I've been loving watch Alex's new project course - this is stellar and I recommend everyone watch it!
There was one slide however that troubled me and caused me to question whether or not if my project from a company that I founded was considered good enough. My projects were actually in the spaces of what was seen as "trendy," AR VR, AI and web3/blockchain/crypto (it was with an actual company and had users).
Would this still be equally weighted as significant as a mobile app since we were also building accounting software (this was for Hollywood executives)? I think from the video, I felt like I was being put down for working in this industry when I've been in it for about 10 years, so I was taken aback with this as an example.
Was the point he was trying to make that any application regardless of tech stack matters less because it doesn't hit 10K users, vs. something more technically complicated that has less users (but nonetheless makes money and has users)? Even if an app has 10K users, but has no one paying (like an open source project), is that also considered worthy or the same as a side project that has paid users on mobile/web/other platforms?
from what ive heard paid users are way way way harder to get than free users.
https://x.com/levelsio/status/1852353692332114248
here levelsio (THE indie hacker guy making $250k MRR with indie projects) says 1000x probs exaggerated for clickbait purposes but nevertheless any paid user is way way more impressive than free users
Ya, I feel like that's why when I saw the dismissive tone for the AR VR, NFT, blockchain stuff, I'm like uh but what if I had paid users? Yes, way way harder to get, trust me, and for something with that level complexity, I feel like it's like level 3 and paid = way harder to do than level 1 (click this button and get a food recommendation app). I'm actually trying to work on another app querying the Yelp and DoorDash API with Autogen, but this would be a free app to use, still slightly more complex pre-GPT days, but ya...
Sorry, I probably could have framed this better. What I wanted to get across is that solely building within a trendy space like genAI/blockchain won't automatically gain you "impressiveness" points. The inspiration is that I've seen so many engineers whip up lazy AI/ML side projects, apply to OpenAI, get rejected immediately, and then wonder why their cool AI/ML side project didn't mean anything.
At the end of the day, follow your passion - That's pretty much the entire point of the course. If you genuinely like the genAI/AR/VR/blockchain space and can find an organic problem within that space to solve, go build something cool there. The failure mode I want people to avoid is trying to make these big brain calculations to engineer something specifically to impress a company, which is usually something they aren't actually interested in. When your sole reason behind a side project is this ulterior motive to get a job, things fall apart pretty fast.

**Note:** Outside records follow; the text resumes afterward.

//! Default backup operator
//!
//! - `IN_QUEUE`: start a backup for the requested plan
//! - `ABORT` / `DELETE`: look up the stored options of the backup named by
//!   `options.guid` and abort or delete it

use async_trait::async_trait;
use serde_json::{json, Value};
use tracing::info;

use super::required_str;
use crate::controllers::{Context, Operator};
use crate::crd::{Resource, ResourceKind, ResourceState};
use crate::error::{Error, Result};
use crate::store::ResourceChange;

const VALID_STATES: [ResourceState; 3] = [
    ResourceState::InQueue,
    ResourceState::Abort,
    ResourceState::Delete,
];

pub struct DefaultBackupOperator {
    ctx: Context,
}

impl DefaultBackupOperator {
    pub fn new(ctx: Context) -> Self {
        Self { ctx }
    }

    async fn process_backup(&self, resource: &Resource) -> Result<()> {
        let options = resource.options_value()?;
        info!(name = %resource.name(), "Triggering backup");
        let plan = self.ctx.catalog.get_plan(required_str(&options, "plan_id")?)?;
        let service = self.ctx.services.backup_service(&plan).await?;
        service.start_backup(&options).await?;
        Ok(())
    }

    async fn process_abort(&self, resource: &Resource) -> Result<()> {
        let options = self.stored_options(resource).await?;
        info!(name = %resource.name(), "Aborting last backup");
        let plan = self.ctx.catalog.get_plan(required_str(&options, "plan_id")?)?;
        let service = self.ctx.services.backup_service(&plan).await?;
        service.abort_last_backup(&options).await?;
        Ok(())
    }

    async fn process_delete(&self, resource: &Resource) -> Result<()> {
        let options = self.stored_options(resource).await?;
        info!(name = %resource.name(), "Deleting backup");
        let plan = self.ctx.catalog.get_plan(required_str(&options, "plan_id")?)?;
        let service = self.ctx.services.backup_service(&plan).await?;
        service.delete_backup(&options).await
    }

    /// Options of the backup the request refers to
    async fn stored_options(&self, resource: &Resource) -> Result<Value> {
        let request = resource.options_value()?;
        let guid = required_str(&request, "guid")?;
        self.ctx.store.get_options(self.kind(), guid).await
    }
}

#[async_trait]
impl Operator for DefaultBackupOperator {
    fn name(&self) -> &'static str {
        "DefaultBackupOperator"
    }

    fn kind(&self) -> ResourceKind {
        ResourceKind::DEFAULT_BACKUP
    }

    /// Director resources are created while a backup runs
    fn crds(&self) -> Vec<ResourceKind> {
        vec![ResourceKind::DEFAULT_BACKUP, ResourceKind::DIRECTOR]
    }

    fn valid_states(&self) -> &[ResourceState] {
        &VALID_STATES
    }

    async fn process_request(&self, resource: &Resource) -> Result<()> {
        match resource.state() {
            Some(ResourceState::InQueue) => self.process_backup(resource).await,
            Some(ResourceState::Abort) => self.process_abort(resource).await,
            Some(ResourceState::Delete) => self.process_delete(resource).await,
            _ => Ok(()),
        }
    }

    fn failure_change(&self, resource: &Resource, err: &Error) -> ResourceChange {
        ResourceChange::new(self.kind(), resource.name())
            .state(ResourceState::Failed)
            .response(json!({
                "state": ResourceState::Failed.to_string(),
                "description": err.description(),
            }))
            .error(err.into())
    }
}
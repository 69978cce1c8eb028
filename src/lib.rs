//! Service Broker Operators
//!
//! Watch-driven operators and status pollers that carry service broker
//! backup, restore and bind requests through their lifecycle, plus the
//! metering archive job.

pub mod config;
pub mod controllers;
pub mod crd;
pub mod director;
pub mod error;
pub mod jobs;
pub mod metrics;
pub mod reconcilers;
pub mod retry;
pub mod services;
pub mod store;

pub use error::{Error, Result};
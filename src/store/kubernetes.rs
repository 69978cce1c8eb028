//! Resource store backed by the Kubernetes API server

use std::time::Duration;

use async_trait::async_trait;
use futures::stream::BoxStream;
use futures::StreamExt;
use k8s_openapi::apiextensions_apiserver::pkg::apis::apiextensions::v1::CustomResourceDefinition;
use kube::{
    api::{DeleteParams, ListParams, Patch, PatchParams, PostParams},
    core::DynamicObject,
    runtime::{
        wait::{await_condition, conditions},
        watcher, WatchStreamExt,
    },
    Api, Client,
};
use tracing::{debug, info};

use super::{ChangeMode, ResourceChange, ResourceStore};
use crate::crd::{crd_for, Resource, ResourceKind, WatchEvent, WatchEventType};
use crate::error::{Error, Result};

/// Field manager used for server-side apply
const FIELD_MANAGER: &str = "service-broker-operator";

/// Optimistic writes retried this many times on a version conflict
const MAX_CONFLICT_RETRIES: u32 = 3;

/// How long CRD registration waits for the CRD to become established
const CRD_ESTABLISH_TIMEOUT: Duration = Duration::from_secs(30);

/// Store over namespaced custom resources in the API server
#[derive(Clone)]
pub struct KubeResourceStore {
    client: Client,
    namespace: String,
}

impl KubeResourceStore {
    pub fn new(client: Client, namespace: impl Into<String>) -> Self {
        Self {
            client,
            namespace: namespace.into(),
        }
    }

    fn api(&self, kind: ResourceKind) -> Api<DynamicObject> {
        Api::namespaced_with(self.client.clone(), &self.namespace, &kind.api_resource())
    }

    /// Read-modify-replace guarded by the resource version
    async fn write(&self, change: ResourceChange, mode: ChangeMode) -> Result<Resource> {
        let api = self.api(change.kind);
        let id = change.resource_id.as_str();

        for attempt in 1..=MAX_CONFLICT_RETRIES {
            let current = api
                .get(id)
                .await
                .map_err(|e| map_kube_error(e, change.kind, id))?;
            let mut resource = Resource::from_dynamic(current)?;
            change.apply_to(&mut resource, mode)?;

            let obj = resource.to_dynamic(&change.kind)?;
            match api.replace(id, &PostParams::default(), &obj).await {
                Ok(updated) => return Resource::from_dynamic(updated),
                Err(kube::Error::Api(ae)) if ae.code == 409 && attempt < MAX_CONFLICT_RETRIES => {
                    debug!(kind = %change.kind, name = %id, attempt, "Version conflict, re-reading");
                }
                Err(e) => return Err(map_kube_error(e, change.kind, id)),
            }
        }

        Err(Error::Conflict {
            kind: change.kind.to_string(),
            name: id.to_string(),
        })
    }
}

fn map_kube_error(err: kube::Error, kind: ResourceKind, name: &str) -> Error {
    match err {
        kube::Error::Api(ae) if ae.code == 404 => Error::NotFound {
            kind: kind.to_string(),
            name: name.to_string(),
        },
        kube::Error::Api(ae) if ae.code == 409 => Error::Conflict {
            kind: kind.to_string(),
            name: name.to_string(),
        },
        other => Error::Kube(other),
    }
}

fn to_event(event_type: WatchEventType, obj: DynamicObject) -> Result<WatchEvent> {
    Ok(WatchEvent {
        event_type,
        object: Resource::from_dynamic(obj)?,
    })
}

#[async_trait]
impl ResourceStore for KubeResourceStore {
    async fn register_crd(&self, kind: ResourceKind) -> Result<()> {
        let crds: Api<CustomResourceDefinition> = Api::all(self.client.clone());
        let crd = crd_for(&kind)?;
        let name = kind.crd_name();

        crds.patch(
            &name,
            &PatchParams::apply(FIELD_MANAGER).force(),
            &Patch::Apply(&crd),
        )
        .await?;

        let established = await_condition(crds, &name, conditions::is_crd_established());
        tokio::time::timeout(CRD_ESTABLISH_TIMEOUT, established)
            .await
            .map_err(|_| Error::store(format!("Timed out waiting for CRD {} to be established", name)))?
            .map_err(|e| Error::store(format!("Waiting for CRD {} failed: {}", name, e)))?;

        info!(crd = %name, "Registered CRD");
        Ok(())
    }

    async fn get_resource(&self, kind: ResourceKind, resource_id: &str) -> Result<Resource> {
        let obj = self
            .api(kind)
            .get(resource_id)
            .await
            .map_err(|e| map_kube_error(e, kind, resource_id))?;
        Resource::from_dynamic(obj)
    }

    async fn get_resources(
        &self,
        kind: ResourceKind,
        label_selector: Option<&str>,
    ) -> Result<Vec<Resource>> {
        let mut params = ListParams::default();
        if let Some(selector) = label_selector {
            params = params.labels(selector);
        }

        self.api(kind)
            .list(&params)
            .await?
            .items
            .into_iter()
            .map(Resource::from_dynamic)
            .collect()
    }

    async fn update_resource(&self, change: ResourceChange) -> Result<Resource> {
        self.write(change, ChangeMode::Update).await
    }

    async fn patch_resource(&self, change: ResourceChange) -> Result<Resource> {
        self.write(change, ChangeMode::Patch).await
    }

    async fn delete_resource(&self, kind: ResourceKind, resource_id: &str) -> Result<()> {
        self.api(kind)
            .delete(resource_id, &DeleteParams::default())
            .await
            .map_err(|e| map_kube_error(e, kind, resource_id))?;
        Ok(())
    }

    fn watch(&self, kind: ResourceKind) -> BoxStream<'static, Result<WatchEvent>> {
        watcher(self.api(kind), watcher::Config::default())
            .default_backoff()
            .filter_map(move |event| async move {
                match event {
                    Ok(watcher::Event::InitApply(obj)) => Some(to_event(WatchEventType::Added, obj)),
                    Ok(watcher::Event::Apply(obj)) => Some(to_event(WatchEventType::Modified, obj)),
                    Ok(watcher::Event::Delete(obj)) => Some(to_event(WatchEventType::Deleted, obj)),
                    Ok(watcher::Event::Init) | Ok(watcher::Event::InitDone) => None,
                    Err(e) => Some(Err(Error::store(format!("Watch error on {}: {}", kind, e)))),
                }
            })
            .boxed()
    }
}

As Thoughtful Tarodactyl mentioned, it's way harder to get a paid user vs. a free user. I think 1000x is exaggerated, but I would put it in the ballpark of 25x to 100x harder. This is why I don't think it's worth making a side project paid, and I think it hurts for interviews as well.
Humans are naturally attracted to big numbers. In a vacuum, I think 10,000+ users overall is more impressive than 500 paid users to the average recruiter, even though it's very possible the 500 paid users were harder to get.
There are nuances like how much revenue you're making per paid user, but for most people building side projects (i.e. more junior engineers), I think you should just optimize for being big. You'll get more relevant learnings, and it'll look better on a portfolio for hiring.
Wouldn't this depend on framing though? For example if your 500 paid users are on a $10/month subscription, that means you're generating $60K ARR, which, for a side project, is pretty impressive.
Yep, stuff like ARPU is one of those nuances. Recurring revenue in particular is very impressive. However, subscriptions massively increase the technical and business complexity of a product, which is why I largely recommend against it in the course, particularly for junior folks.